Friday, January 9, 2009

Let There Be Light

“Mind if I open the shutters?” A faint sweaty waft as he edged past Louise: hard times for estate agents everywhere, especially here at the back of beyond. She suspected that he really needed this sale.

“Yes. Let there be light!” The words fell out of her mouth before she could stop them.

“What? What was that?” Louise met his bewildered gaze and gestured with her hand; a “silly me” flapping that seemed to satisfy him. The biblical stuff had got to stop; she’d left it behind, with all the rest.

He tugged at the latch and the light surged in through the wide windows, stencilling bright panels on the long cream wall. Behold, there was light. Outside yesterday’s greyness had bled into a watercolour, wet on wet; pale and luminous.

“It’s beautiful,” she whispered, smiling.

“It’s very light,” he said, smiling back. “This is a unique development, not many old warehouses left untouched. Most of them were pulled down so this is special.”

She looked away from him and down the long sunlit room and wanted to weep at the sense of homecoming. This place was her place, the light was her light. From the window she could see the café’s scarlet sunblind: a brilliant spot of brightness amid the grey stone buildings.

“This was the show flat, you know.” She could hear his worry that the deal might slip away. “Hence the furniture.” An uneasy laugh, followed by: “Of course, you could always rent this place while you make up your mind? Get to know Greyling Bay? In your own time?”

Two hours later she was in. A month’s deposit paid, bags moved in, car in the designated slot. As she turned the key in the door she hesitated; what if the shadows were back?

But no, the long room was flooded with light and she felt a tremulous happiness. Let Andrew look for her; let him find her, even. There was nothing he could do now.

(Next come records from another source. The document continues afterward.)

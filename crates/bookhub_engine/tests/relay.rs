mod common;

use std::sync::Arc;

use bookhub_core::{
    Ack, Collection, EnrichRequest, MetadataSource, Snapshot, SurfaceRecord, SurfaceResponse,
    SyncFinished, SyncTrigger,
};
use bookhub_engine::{
    relay_channel, with_auto_sync, Coordinator, LocalEnricher, MemorySnapshotStore, RelayClient,
    RelayError, SnapshotStore,
};
use chrono::{TimeZone, Utc};
use common::{book, init_logging, FakeHost, HostCall};
use pretty_assertions::assert_eq;
use serde_json::json;
use url::Url;

struct Harness {
    client: RelayClient,
    host: Arc<FakeHost>,
    store: Arc<MemorySnapshotStore>,
    coordinator: Arc<Coordinator>,
}

fn library_url() -> Url {
    Url::parse("https://read.amazon.co.jp/kindle-library").expect("url")
}

fn start(host: FakeHost) -> Harness {
    init_logging();
    let host = Arc::new(host);
    let store = Arc::new(MemorySnapshotStore::new());
    let coordinator = Arc::new(Coordinator::new(
        host.clone(),
        Arc::new(LocalEnricher),
        store.clone(),
        with_auto_sync(&library_url()),
    ));
    let (client, rx) = relay_channel();
    tokio::spawn(coordinator.clone().serve(rx));
    Harness {
        client,
        host,
        store,
        coordinator,
    }
}

#[tokio::test]
async fn get_snapshot_before_any_session_is_null() {
    let harness = start(FakeHost::new());

    assert_eq!(harness.client.get_snapshot().await, Ok(None));
    let raw = harness
        .client
        .send_raw(json!({"type": "bookhub:get-snapshot", "payload": {}}))
        .await
        .expect("response");
    assert_eq!(raw, serde_json::Value::Null);
}

#[tokio::test]
async fn get_snapshot_returns_the_stored_snapshot() {
    let harness = start(FakeHost::new());
    let collection: Collection = vec![book("B0AAAAAAA1", "Stored")].into_iter().collect();
    let snapshot = Snapshot::capture(
        &collection,
        library_url().to_string(),
        Utc.with_ymd_and_hms(2024, 5, 1, 12, 0, 0).unwrap(),
    );
    harness.store.write(&snapshot).await.expect("write");

    assert_eq!(harness.client.get_snapshot().await, Ok(Some(snapshot)));
}

#[tokio::test]
async fn sync_finished_for_an_untracked_tab_is_acknowledged_without_closing() {
    let harness = start(FakeHost::new());

    let ack = harness
        .client
        .for_tab(42)
        .sync_finished(SyncFinished::succeeded(3))
        .await
        .expect("ack");

    assert_eq!(ack, Ack { ok: true });
    assert!(harness.host.closes().is_empty());
}

#[tokio::test]
async fn start_sync_opens_a_tracked_surface_at_the_sync_url() {
    let harness = start(FakeHost::new());

    let response = harness.client.start_sync().await.expect("response");

    assert_eq!(response, SurfaceResponse::opened(1));
    assert_eq!(
        harness.host.calls(),
        vec![
            HostCall::Open(
                "https://read.amazon.co.jp/kindle-library?bookhub_sync=1".to_string()
            ),
            HostCall::KeepAlive(1),
        ]
    );
    assert_eq!(
        harness.coordinator.tracked_surfaces(),
        vec![SurfaceRecord {
            tab_id: 1,
            window_id: Some(101),
        }]
    );
}

#[tokio::test]
async fn finishing_a_tracked_surface_closes_its_window_and_forgets_it() {
    let harness = start(FakeHost::new());
    let opened = harness
        .client
        .open_surface(SyncTrigger::Page)
        .await
        .expect("open");
    let tab_id = opened.surface_id.expect("surface id");

    let ack = harness
        .client
        .for_tab(tab_id)
        .sync_finished(SyncFinished::succeeded(10))
        .await
        .expect("ack");

    assert!(ack.ok);
    assert_eq!(harness.host.closes(), vec![HostCall::CloseWindow(101)]);
    assert!(harness.coordinator.tracked_surfaces().is_empty());
}

#[tokio::test]
async fn surfaces_without_a_window_are_closed_by_tab() {
    let harness = start(FakeHost::windowless());
    harness.client.start_sync().await.expect("open");

    harness
        .client
        .for_tab(1)
        .sync_finished(SyncFinished::failed("boom"))
        .await
        .expect("ack");

    assert_eq!(harness.host.closes(), vec![HostCall::CloseTab(1)]);
}

#[tokio::test]
async fn explicit_keep_open_wins_over_tracking() {
    let harness = start(FakeHost::new());
    harness.client.start_sync().await.expect("open");

    harness
        .client
        .for_tab(1)
        .sync_finished(SyncFinished::succeeded(1).with_auto_close(Some(false)))
        .await
        .expect("ack");

    assert!(harness.host.closes().is_empty());
    assert!(harness.coordinator.tracked_surfaces().is_empty());
}

#[tokio::test]
async fn removal_before_completion_leaves_nothing_to_close() {
    let harness = start(FakeHost::new());
    harness.client.start_sync().await.expect("open");

    harness.coordinator.surface_removed(1);
    harness.coordinator.surface_removed(1);
    harness
        .client
        .for_tab(1)
        .sync_finished(SyncFinished::succeeded(2))
        .await
        .expect("ack");

    assert!(harness.host.closes().is_empty());
    assert!(harness.coordinator.tracked_surfaces().is_empty());
}

#[tokio::test]
async fn surface_open_failures_become_error_responses() {
    let harness = start(FakeHost::failing());

    let response = harness.client.start_sync().await.expect("response");

    assert_eq!(response, SurfaceResponse::failed("window limit reached"));
    assert!(harness.coordinator.tracked_surfaces().is_empty());
    let raw = serde_json::to_value(&response).expect("json");
    assert_eq!(raw, json!({"ok": false, "error": "window limit reached"}));
}

#[tokio::test]
async fn enrich_always_answers_with_a_record() {
    let harness = start(FakeHost::new());

    let record = harness
        .client
        .enrich(EnrichRequest {
            title: "【期間限定】 Sample   Title 第4巻".to_string(),
            identifier: Some("B0AAAAAAA1".to_string()),
            image_url: None,
        })
        .await
        .expect("record");

    assert_eq!(record.source, MetadataSource::Dom);
    assert_eq!(record.normalized_title.as_deref(), Some("Sample Title 第4巻"));
    assert_eq!(record.volume, Some(4));
}

#[tokio::test]
async fn malformed_messages_are_dropped_without_a_response() {
    let harness = start(FakeHost::new());

    let unknown = harness
        .client
        .send_raw(json!({"type": "bookhub:self-destruct", "payload": {}}))
        .await;
    assert_eq!(unknown, Err(RelayError::Dropped));

    let missing_payload = harness
        .client
        .send_raw(json!({"type": "bookhub:enrich-record"}))
        .await;
    assert_eq!(missing_payload, Err(RelayError::Dropped));

    // The coordinator keeps serving afterwards.
    assert_eq!(harness.client.get_snapshot().await, Ok(None));
}

#[tokio::test]
async fn requests_fail_with_closed_once_the_coordinator_is_gone() {
    let (client, rx) = relay_channel();
    drop(rx);

    assert_eq!(client.start_sync().await, Err(RelayError::Closed));
}
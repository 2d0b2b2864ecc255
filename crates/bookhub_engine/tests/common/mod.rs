#![allow(dead_code)]

use std::sync::{Mutex, Once};

use bookhub_core::{Record, SurfaceRecord, TabId, WindowId};
use bookhub_engine::{
    HarvestSource, SourceError, SourceErrorKind, SurfaceError, SurfaceHost,
};
use url::Url;

static INIT: Once = Once::new();

pub fn init_logging() {
    INIT.call_once(bookhub_logging::initialize_for_tests);
}

pub fn book(identifier: &str, title: &str) -> Record {
    Record::new(title, Some(identifier.to_string()), None, None).expect("valid record")
}

pub fn books(prefix: &str, count: usize) -> Vec<Record> {
    (0..count)
        .map(|i| book(&format!("{prefix}{i:04}"), &format!("Book {prefix} {i}")))
        .collect()
}

/// What one `reveal_more` does to the scripted page.
#[derive(Debug, Clone)]
pub enum Step {
    Show(Vec<Record>),
    Fail,
    /// Shows the batch, then the page detaches once it has been extracted.
    ShowThenDetach(Vec<Record>),
}

#[derive(Debug, Default)]
struct PageState {
    revealed: usize,
    visible: Vec<Record>,
    extent: f64,
    extracts: usize,
    scroll_resets: usize,
    detach_on_extract: bool,
    detached: bool,
}

/// A lazily rendered page driven by a fixed script. Steps past the end of
/// the script reveal nothing.
pub struct ScriptedSource {
    steps: Vec<Step>,
    state: Mutex<PageState>,
}

impl ScriptedSource {
    pub fn new(steps: Vec<Step>) -> Self {
        Self {
            steps,
            state: Mutex::new(PageState::default()),
        }
    }

    /// Already shows `initial` before any step.
    pub fn with_visible(self, initial: Vec<Record>) -> Self {
        self.state.lock().unwrap().visible = initial;
        self
    }

    /// Make a record appear outside of the script (a late render).
    pub fn push(&self, record: Record) {
        let mut state = self.state.lock().unwrap();
        state.visible.push(record);
        state.extent += 100.0;
    }

    pub fn reveals(&self) -> usize {
        self.state.lock().unwrap().revealed
    }

    pub fn extracts(&self) -> usize {
        self.state.lock().unwrap().extracts
    }

    pub fn scroll_resets(&self) -> usize {
        self.state.lock().unwrap().scroll_resets
    }
}

#[async_trait::async_trait]
impl HarvestSource for ScriptedSource {
    fn url(&self) -> String {
        "https://read.amazon.co.jp/kindle-library".to_string()
    }

    async fn extent(&self) -> Result<f64, SourceError> {
        let state = self.state.lock().unwrap();
        if state.detached {
            return Err(SourceError::new(SourceErrorKind::Interaction, "page detached"));
        }
        Ok(state.extent)
    }

    async fn reveal_more(&self) -> Result<(), SourceError> {
        let mut state = self.state.lock().unwrap();
        let index = state.revealed;
        state.revealed += 1;
        match self.steps.get(index) {
            Some(Step::Show(batch)) => {
                state.extent += 100.0 * batch.len() as f64;
                state.visible.extend(batch.iter().cloned());
                Ok(())
            }
            Some(Step::ShowThenDetach(batch)) => {
                state.extent += 100.0 * batch.len() as f64;
                state.visible.extend(batch.iter().cloned());
                state.detach_on_extract = true;
                Ok(())
            }
            Some(Step::Fail) => Err(SourceError::new(
                SourceErrorKind::Interaction,
                format!("page stopped responding at step {}", index + 1),
            )),
            None => Ok(()),
        }
    }

    async fn extract(&self) -> Result<Vec<Record>, SourceError> {
        let mut state = self.state.lock().unwrap();
        state.extracts += 1;
        if state.detach_on_extract {
            state.detached = true;
        }
        Ok(state.visible.clone())
    }

    async fn scroll_to_start(&self) -> Result<(), SourceError> {
        self.state.lock().unwrap().scroll_resets += 1;
        Ok(())
    }
}

#[derive(Debug, Clone, PartialEq, Eq)]
pub enum HostCall {
    Open(String),
    KeepAlive(TabId),
    CloseWindow(WindowId),
    CloseTab(TabId),
}

/// Surface host that hands out tab ids from 1 and records every call.
#[derive(Default)]
pub struct FakeHost {
    calls: Mutex<Vec<HostCall>>,
    next_tab: Mutex<TabId>,
    fail_open: bool,
    without_windows: bool,
}

impl FakeHost {
    pub fn new() -> Self {
        Self::default()
    }

    pub fn failing() -> Self {
        Self {
            fail_open: true,
            ..Self::default()
        }
    }

    pub fn windowless() -> Self {
        Self {
            without_windows: true,
            ..Self::default()
        }
    }

    pub fn calls(&self) -> Vec<HostCall> {
        self.calls.lock().unwrap().clone()
    }

    pub fn closes(&self) -> Vec<HostCall> {
        self.calls()
            .into_iter()
            .filter(|call| matches!(call, HostCall::CloseTab(_) | HostCall::CloseWindow(_)))
            .collect()
    }

    fn log(&self, call: HostCall) {
        self.calls.lock().unwrap().push(call);
    }
}

#[async_trait::async_trait]
impl SurfaceHost for FakeHost {
    async fn open(&self, url: &Url) -> Result<SurfaceRecord, SurfaceError> {
        self.log(HostCall::Open(url.to_string()));
        if self.fail_open {
            return Err(SurfaceError::new("window limit reached"));
        }
        let mut next = self.next_tab.lock().unwrap();
        *next += 1;
        let tab_id = *next;
        Ok(SurfaceRecord {
            tab_id,
            window_id: (!self.without_windows).then_some(100 + tab_id),
        })
    }

    async fn close_window(&self, window_id: WindowId) -> Result<(), SurfaceError> {
        self.log(HostCall::CloseWindow(window_id));
        Ok(())
    }

    async fn close_tab(&self, tab_id: TabId) -> Result<(), SurfaceError> {
        self.log(HostCall::CloseTab(tab_id));
        Ok(())
    }

    async fn keep_alive(&self, tab_id: TabId) -> Result<(), SurfaceError> {
        self.log(HostCall::KeepAlive(tab_id));
        Ok(())
    }
}
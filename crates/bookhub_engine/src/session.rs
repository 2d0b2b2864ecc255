use std::sync::{Arc, Mutex, MutexGuard};

use bookhub_core::{
    Collection, HarvestSettings, Progress, Record, SessionState, SessionStatus, Snapshot,
    SyncFinished,
};
use bookhub_logging::{bookhub_error, bookhub_info, bookhub_warn};
use chrono::Utc;
use futures_util::future::{BoxFuture, FutureExt, Shared};

use crate::{
    ConvergenceController, HarvestRun, HarvestSource, ProgressSink, RunOutcome, SnapshotStore,
};

#[derive(Debug, Clone, PartialEq, Eq, thiserror::Error)]
#[error("{message}")]
pub struct SessionError {
    pub message: String,
}

impl SessionError {
    fn new(message: impl Into<String>) -> Self {
        Self {
            message: message.into(),
        }
    }
}

pub type SessionResult = Result<Vec<Record>, SessionError>;

/// Awaitable handle on a session run; clones resolve to the same result.
pub type SyncHandle = Shared<BoxFuture<'static, SessionResult>>;

/// Told once when a session run ends.
#[async_trait::async_trait]
pub trait CompletionNotifier: Send + Sync {
    async fn notify(&self, finished: SyncFinished);
}

#[derive(Default)]
struct SessionInner {
    status: SessionStatus,
    collection: Collection,
    in_flight: Option<SyncHandle>,
}

/// Guards a source against concurrent harvest loops and tracks the run state.
#[derive(Clone)]
pub struct SyncSession {
    inner: Arc<Mutex<SessionInner>>,
    source: Arc<dyn HarvestSource>,
    store: Arc<dyn SnapshotStore>,
    settings: HarvestSettings,
    sinks: Vec<Arc<dyn ProgressSink>>,
    notifier: Option<Arc<dyn CompletionNotifier>>,
    auto_close: Option<bool>,
}

impl SyncSession {
    pub fn new(
        source: Arc<dyn HarvestSource>,
        store: Arc<dyn SnapshotStore>,
        settings: HarvestSettings,
    ) -> Self {
        Self {
            inner: Arc::new(Mutex::new(SessionInner::default())),
            source,
            store,
            settings,
            sinks: Vec::new(),
            notifier: None,
            auto_close: None,
        }
    }

    pub fn with_sink(mut self, sink: Arc<dyn ProgressSink>) -> Self {
        self.sinks.push(sink);
        self
    }

    /// Report the end of every run, asking the receiver to close this surface or not.
    pub fn with_notifier(
        mut self,
        notifier: Arc<dyn CompletionNotifier>,
        auto_close: Option<bool>,
    ) -> Self {
        self.notifier = Some(notifier);
        self.auto_close = auto_close;
        self
    }

    pub fn state(&self) -> SessionState {
        lock(&self.inner).status.state
    }

    pub fn status(&self) -> SessionStatus {
        lock(&self.inner).status.clone()
    }

    /// Records of the current or last run; partial after a failure.
    pub fn collection(&self) -> Collection {
        lock(&self.inner).collection.clone()
    }

    /// Starts a run, or returns the in-flight one while the session is Running.
    ///
    /// The run is spawned onto the current tokio runtime, so it completes
    /// even when every handle is dropped.
    pub fn start(&self) -> SyncHandle {
        let mut inner = lock(&self.inner);
        if inner.status.state == SessionState::Running {
            if let Some(handle) = inner.in_flight.as_ref() {
                bookhub_info!("sync already running; joining the in-flight session");
                return handle.clone();
            }
        }

        inner.status = SessionStatus {
            state: SessionState::Running,
            ..SessionStatus::default()
        };
        inner.collection = Collection::new();

        let session = self.clone();
        let task = tokio::spawn(async move { session.run().await });
        let handle: SyncHandle = async move {
            task.await
                .unwrap_or_else(|err| Err(SessionError::new(format!("sync task aborted: {err}"))))
        }
        .boxed()
        .shared();
        inner.in_flight = Some(handle.clone());
        handle
    }

    async fn run(self) -> SessionResult {
        bookhub_info!("sync started for {}", self.source.url());
        let tracker = Arc::new(StatusSink {
            inner: self.inner.clone(),
        });
        let mut controller = ConvergenceController::new(self.settings)
            .with_sink(tracker)
            .with_checkpoints(self.store.clone());
        for sink in &self.sinks {
            controller = controller.with_sink(sink.clone());
        }

        let run = controller.run(self.source.as_ref()).await;
        let total = run.collection.len();

        let result = match run.outcome {
            RunOutcome::Converged | RunOutcome::Capped => {
                let snapshot = Snapshot::capture(&run.collection, self.source.url(), Utc::now());
                if let Err(err) = self.store.write(&snapshot).await {
                    bookhub_error!("final snapshot not written: {}", err);
                }
                self.finish(SessionState::Succeeded, run.collection.clone(), None, &run);
                bookhub_info!("sync succeeded with {} records", total);
                Ok(run.collection.into_records())
            }
            RunOutcome::Failed(ref err) => {
                let message = err.to_string();
                self.finish(
                    SessionState::Failed,
                    run.collection.clone(),
                    Some(message.clone()),
                    &run,
                );
                bookhub_warn!("sync failed after {} records: {}", total, message);
                Err(SessionError::new(message))
            }
        };

        if let Some(notifier) = self.notifier.as_ref() {
            let finished = match &result {
                Ok(records) => SyncFinished::succeeded(records.len()),
                Err(err) => SyncFinished::failed(err.message.clone()),
            };
            notifier
                .notify(finished.with_auto_close(self.auto_close))
                .await;
        }
        result
    }

    fn finish(
        &self,
        state: SessionState,
        collection: Collection,
        error: Option<String>,
        run: &HarvestRun,
    ) {
        let mut inner = lock(&self.inner);
        inner.status = SessionStatus {
            state,
            iteration: run.iterations,
            idle_rounds: run.idle_rounds,
            total: collection.len(),
            error,
        };
        inner.collection = collection;
    }
}

struct StatusSink {
    inner: Arc<Mutex<SessionInner>>,
}

impl ProgressSink for StatusSink {
    fn emit(&self, progress: Progress) {
        let mut inner = lock(&self.inner);
        inner.status.iteration = progress.iteration;
        inner.status.idle_rounds = progress.idle_rounds;
        inner.status.total = progress.total_records;
    }
}

fn lock(inner: &Mutex<SessionInner>) -> MutexGuard<'_, SessionInner> {
    // Status bookkeeping stays usable even if an observer panicked mid-update.
    inner.lock().unwrap_or_else(|poisoned| poisoned.into_inner())
}
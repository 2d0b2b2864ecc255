use std::fmt;

#[derive(Debug, Clone, PartialEq, Eq)]
pub struct FetchOutput {
    pub bytes: Vec<u8>,
    pub metadata: FetchMetadata,
}

#[derive(Debug, Clone, PartialEq, Eq)]
pub struct FetchMetadata {
    pub original_url: String,
    pub final_url: String,
    pub redirect_count: usize,
    pub content_type: Option<String>,
    pub byte_len: u64,
}

#[derive(Debug, Clone, PartialEq, Eq, thiserror::Error)]
#[error("{kind}: {message}")]
pub struct FetchError {
    pub kind: FailureKind,
    pub message: String,
}

impl FetchError {
    pub fn new(kind: FailureKind, message: impl Into<String>) -> Self {
        Self {
            kind,
            message: message.into(),
        }
    }
}

#[derive(Debug, Clone, PartialEq, Eq)]
pub enum FailureKind {
    InvalidUrl,
    HttpStatus(u16),
    Timeout,
    RedirectLimitExceeded,
    TooLarge { max_bytes: u64, actual: Option<u64> },
    UnsupportedContentType { content_type: String },
    Network,
}

impl fmt::Display for FailureKind {
    fn fmt(&self, f: &mut fmt::Formatter<'_>) -> fmt::Result {
        match self {
            FailureKind::InvalidUrl => write!(f, "invalid url"),
            FailureKind::HttpStatus(code) => write!(f, "http status {code}"),
            FailureKind::Timeout => write!(f, "timeout"),
            FailureKind::RedirectLimitExceeded => write!(f, "redirect limit exceeded"),
            FailureKind::TooLarge { max_bytes, actual } => {
                write!(f, "response too large (max {max_bytes}, actual {actual:?})")
            }
            FailureKind::UnsupportedContentType { content_type } => {
                write!(f, "unsupported content type {content_type}")
            }
            FailureKind::Network => write!(f, "network error"),
        }
    }
}

/// Failure of a harvest step against a live source.
#[derive(Debug, Clone, PartialEq, Eq, thiserror::Error)]
#[error("{kind}: {message}")]
pub struct SourceError {
    pub kind: SourceErrorKind,
    pub message: String,
}

impl SourceError {
    pub fn new(kind: SourceErrorKind, message: impl Into<String>) -> Self {
        Self {
            kind,
            message: message.into(),
        }
    }
}

#[derive(Debug, Clone, PartialEq, Eq)]
pub enum SourceErrorKind {
    /// Scrolling, clicking or loading the next page failed.
    Interaction,
    /// The page state could not be read for extraction.
    Extraction,
    /// The page went away mid-session.
    Detached,
    Fetch(FailureKind),
    Decode,
}

impl fmt::Display for SourceErrorKind {
    fn fmt(&self, f: &mut fmt::Formatter<'_>) -> fmt::Result {
        match self {
            SourceErrorKind::Interaction => write!(f, "interaction failed"),
            SourceErrorKind::Extraction => write!(f, "extraction failed"),
            SourceErrorKind::Detached => write!(f, "source detached"),
            SourceErrorKind::Fetch(kind) => write!(f, "fetch failed ({kind})"),
            SourceErrorKind::Decode => write!(f, "decode failed"),
        }
    }
}

impl From<FetchError> for SourceError {
    fn from(err: FetchError) -> Self {
        SourceError::new(SourceErrorKind::Fetch(err.kind), err.message)
    }
}
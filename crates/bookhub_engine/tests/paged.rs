mod common;

use std::sync::Arc;

use bookhub_core::HarvestSettings;
use bookhub_engine::{
    ConvergenceController, FailureKind, HarvestSource, PagedHttpSource, ReqwestFetcher,
    RunOutcome, SourceErrorKind,
};
use common::init_logging;
use pretty_assertions::assert_eq;
use url::Url;
use wiremock::matchers::{method, path, query_param};
use wiremock::{Mock, MockServer, ResponseTemplate};

fn settings() -> HarvestSettings {
    HarvestSettings {
        idle_tolerance: 2,
        interval_ms: 0,
        ..HarvestSettings::default()
    }
}

fn page(identifiers: &[&str]) -> String {
    let items: String = identifiers
        .iter()
        .map(|id| format!(r#"<div data-asin="{id}"><p>Title {id}</p></div>"#))
        .collect();
    format!("<html><body>{items}</body></html>")
}

async fn mount_page(server: &MockServer, number: &str, response: ResponseTemplate) {
    Mock::given(method("GET"))
        .and(path("/kindle-library"))
        .and(query_param("page", number))
        .respond_with(response)
        .mount(server)
        .await;
}

fn html(body: String) -> ResponseTemplate {
    ResponseTemplate::new(200).set_body_raw(body, "text/html; charset=utf-8")
}

fn source(server: &MockServer) -> PagedHttpSource {
    let url = Url::parse(&format!("{}/kindle-library", server.uri())).unwrap();
    PagedHttpSource::new(url, Arc::new(ReqwestFetcher::default()))
}

#[tokio::test]
async fn pages_are_loaded_until_the_listing_ends() {
    init_logging();
    let server = MockServer::start().await;
    mount_page(&server, "1", html(page(&["B0PAGE1A01", "B0PAGE1B02"]))).await;
    mount_page(&server, "2", html(page(&["B0PAGE2A03", "B0PAGE1A01"]))).await;
    mount_page(&server, "3", ResponseTemplate::new(404)).await;
    let source = source(&server);

    let run = ConvergenceController::new(settings()).run(&source).await;

    assert_eq!(run.outcome, RunOutcome::Converged);
    assert_eq!(run.collection.len(), 3);
    assert_eq!(run.iterations, 4);
    assert_eq!(source.pages_loaded(), 2);
    assert!(source.is_exhausted());
    let identifiers: Vec<_> = run
        .collection
        .iter()
        .filter_map(|record| record.identifier.clone())
        .collect();
    assert_eq!(identifiers, vec!["B0PAGE1A01", "B0PAGE1B02", "B0PAGE2A03"]);
}

#[tokio::test]
async fn extent_is_the_number_of_decoded_bytes() {
    let server = MockServer::start().await;
    let body = page(&["B0PAGE1A01"]);
    let expected = body.len() as f64;
    mount_page(&server, "1", html(body)).await;
    let source = source(&server);

    assert_eq!(source.extent().await.unwrap(), 0.0);
    source.reveal_more().await.unwrap();
    assert_eq!(source.extent().await.unwrap(), expected);
    assert_eq!(source.extract().await.unwrap().len(), 1);
}

#[tokio::test]
async fn server_errors_fail_the_run() {
    let server = MockServer::start().await;
    mount_page(&server, "1", html(page(&["B0PAGE1A01"]))).await;
    mount_page(&server, "2", ResponseTemplate::new(503)).await;
    let source = source(&server);

    let run = ConvergenceController::new(settings()).run(&source).await;

    match run.outcome {
        RunOutcome::Failed(err) => {
            assert_eq!(err.kind, SourceErrorKind::Fetch(FailureKind::HttpStatus(503)))
        }
        other => panic!("expected failure, got {other:?}"),
    }
    assert_eq!(run.collection.len(), 1);
}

She leaned out of the window and snuffed the salt on the air and the words were banner-high in her head again before she could help herself.

I will lift up mine eyes unto the hills.


Nicola Slade

4 comments:

Anonymous said...

Nicola - I love the sense of the story developing, the light and 'snuffing the salt'. Andrew - ooh - what did he do?
Also been reading the stories on your site - 'I to the hills' is also a favourite psalm of mine, albeit the metrical version.
Meanwhile this is growing so fast my intentions to contribute are being swept away by the tide - still, you never know!
AliB

Jane Smith said...

Ali, Nicola has done well, hasn't she? And between you and me, I hear that she's just submitted her latest novel to her agent, so if we run out of her short stories at least we'll have something longer to look forward to soon.

I'm delighted by the response that this project has had: but do please send me something if you have time. While I've accepted quite a few contributions I've had to reject many more, for all sorts of reasons, not all of them bad: due to the nature of the project there have been a couple of times when I've had to reject excellent work because it doesn't fit with stuff I've already accepted, but not yet put up.

If anyone wants to blog about this and spread the word, I'd be grateful....

Nicola Slade said...

'Andrew - ooh - what did he do?'

I'm working on that, DebutNovelist, but it's not what it might appear at first sight!
Nicky

Anonymous said...

Well, I have done the blogging, now just have to do the writing!